Passado esse primeiro momento, comecei a ver meus “Piores inimigos”: Os saudosos da Ditadura Militar (desses, tenho medo!), os nazistas (desses, tenho pena, já que ser nazista e brasileiro, na opinião de um “nazista de verdade” é uma piada pronta), os violentos, os “Preconceituosos assumidos e com orgulho”, estes, também, todos lá, ao lado do Pato, daí, não restou nenhuma dúvida!

Entendi, ainda, uma outra coisa: Os Seguidores do Pato (porque não quero generalizar, entende? “Cornos de Verde e amarelo” pega mal, “Coxinha” acho batido… Acho “Seguidores do Pato” fofo!) também absorveram dois grupos bizarros de pessoas: As que não são convidadas para NADA, as que mandam mensagem pra 150 pessoas na véspera do Carnaval e 90 ignoram, 30 dão desculpas e os outros 30 dizem que “não tem espaço no carro”. Esses caras, finalmente, conseguiram fazer parte de “Alguma coisa”! Tem também o “paga-pau-de-patrão”, aquele que conseguiu um tapinha nas costas do Patrão quando chamou a Presidente do Brasil de “Vacaaaaaaaaaaaaaaa!” no meio da fábrica, pela primeira vez! Agora, os “Patetes” (ficou bom! “patetes”!) perderam a baladinha… Estão putos da cara, de panelas na mão (ou “aquilo” foi uma comemoração? Não pareceu, não! Os caras celebraram sua vitória berrando palavrões???).

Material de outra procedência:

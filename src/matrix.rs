//! Pairwise distance matrices over named samples.
//!
//! Assembly computes every unordered pair of samples once and stores the
//! result symmetrically; the diagonal is defined as exactly 0 and never
//! estimated. Each pair draws its projections from a seed derived from the
//! master seed and the two sample names (order-normalized), so the matrix
//! is identical no matter which order pairs are evaluated in — the
//! sequential reference loop could be parallelized per cell without losing
//! reproducibility.

use crate::error::{Result, SwdError};
use crate::sample::{derive_seed, NamedSample};
use crate::sliced::sliced_wasserstein_seeded;
use std::path::Path;

/// A symmetric, zero-diagonal matrix of distances between named samples.
#[derive(Clone, Debug, PartialEq)]
pub struct DistanceMatrix {
    names: Vec<String>,
    cells: Vec<f64>,
}

impl DistanceMatrix {
    fn zeros(names: Vec<String>) -> Self {
        let n = names.len();
        Self {
            names,
            cells: vec![0.0; n * n],
        }
    }

    /// Number of rows (and columns).
    pub fn len(&self) -> usize {
        self.names.len()
    }

    /// True when the matrix has no rows.
    pub fn is_empty(&self) -> bool {
        self.names.is_empty()
    }

    /// Row/column labels, in assembly order.
    pub fn names(&self) -> &[String] {
        &self.names
    }

    /// Distance at (row, column).
    pub fn get(&self, i: usize, j: usize) -> f64 {
        self.cells[i * self.len() + j]
    }

    /// Distance between two samples looked up by name.
    pub fn get_by_name(&self, a: &str, b: &str) -> Option<f64> {
        let i = self.names.iter().position(|n| n == a)?;
        let j = self.names.iter().position(|n| n == b)?;
        Some(self.get(i, j))
    }

    fn set_symmetric(&mut self, i: usize, j: usize, distance: f64) {
        let n = self.len();
        self.cells[i * n + j] = distance;
        self.cells[j * n + i] = distance;
    }

    /// Render as a delimited table: a header row of sample names with an
    /// empty leading cell, then one row per sample with the name first.
    pub fn to_delimited(&self, separator: char) -> String {
        let mut out = String::new();
        for name in &self.names {
            out.push(separator);
            out.push_str(name);
        }
        out.push('\n');
        for i in 0..self.len() {
            out.push_str(&self.names[i]);
            for j in 0..self.len() {
                out.push(separator);
                out.push_str(&self.get(i, j).to_string());
            }
            out.push('\n');
        }
        out
    }

    /// Write the comma-delimited table to a file.
    pub fn write_csv(&self, path: impl AsRef<Path>) -> Result<()> {
        std::fs::write(path, self.to_delimited(','))?;
        Ok(())
    }
}

/// Assemble the full pairwise distance matrix over `samples`.
///
/// Requires at least 2 samples and a uniform dimension across all of them;
/// the error for a stray sample names both it and the reference (first)
/// sample. A single-sample call is reported as [`SwdError::TooFewSamples`]
/// rather than answered with a meaningless 1x1 zero matrix.
pub fn pairwise(
    samples: &[NamedSample],
    projections: usize,
    resolution: usize,
    seed: u64,
) -> Result<DistanceMatrix> {
    if samples.len() < 2 {
        return Err(SwdError::TooFewSamples(samples.len()));
    }
    let reference = &samples[0];
    for entry in &samples[1..] {
        if entry.sample.dim() != reference.sample.dim() {
            return Err(SwdError::MixedDimensions {
                name: entry.name.clone(),
                reference: reference.name.clone(),
                expected: reference.sample.dim(),
                got: entry.sample.dim(),
            });
        }
    }

    let names: Vec<String> = samples.iter().map(|s| s.name.clone()).collect();
    let mut matrix = DistanceMatrix::zeros(names);
    for i in 0..samples.len() {
        for j in (i + 1)..samples.len() {
            let pair_seed = pair_seed(seed, &samples[i].name, &samples[j].name);
            let d = sliced_wasserstein_seeded(
                &samples[i].sample,
                &samples[j].sample,
                projections,
                resolution,
                pair_seed,
            )?;
            matrix.set_symmetric(i, j, d);
        }
    }
    Ok(matrix)
}

/// Per-pair seed, normalized so (a, b) and (b, a) share a stream.
fn pair_seed(seed: u64, a: &str, b: &str) -> u64 {
    if a <= b {
        derive_seed(seed, &[a, b, "pair"])
    } else {
        derive_seed(seed, &[b, a, "pair"])
    }
}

É um país de Cornos… Tudo tem a ver com isso, começa nisso, acaba nisso… Abandono, medo, solidão, traição… “Alguém está no meu lugar!”  (e entre os cornos, têm os “Co-cornos do Aécio”! Chega a ser bonitinho!) porque esse ódio, esse grito de “Va-Ga-Buuuuuuuuuuun-Daaaaaaaaaaa!” só pode ter nascido de um amor que acabou e, como esses Patetes jamais “amaram a Dilma” (de um amor de verdade, que “justifique” – entre aspas! – esse ódio), esse brado passional é um “Desabafo” é um berro, direcionado às mulheres que saíram de sua vida e, quem sabe (Freud explica!) à sua adorável mamãezinha porque, um dia, ela lhe negou o peito.

Imparcialidade ou covardia?

“Neutro é o que já se decidiu pelo mais forte” (Max Weber)

Se um homem espanca uma mulher ou uma mulher a um cão ou um cão a um gato, “não se meter” significa participar da prática, ser “comparsa” (ou “comadre”?) do homem, da mulher e do cão, na ordem acima, claro…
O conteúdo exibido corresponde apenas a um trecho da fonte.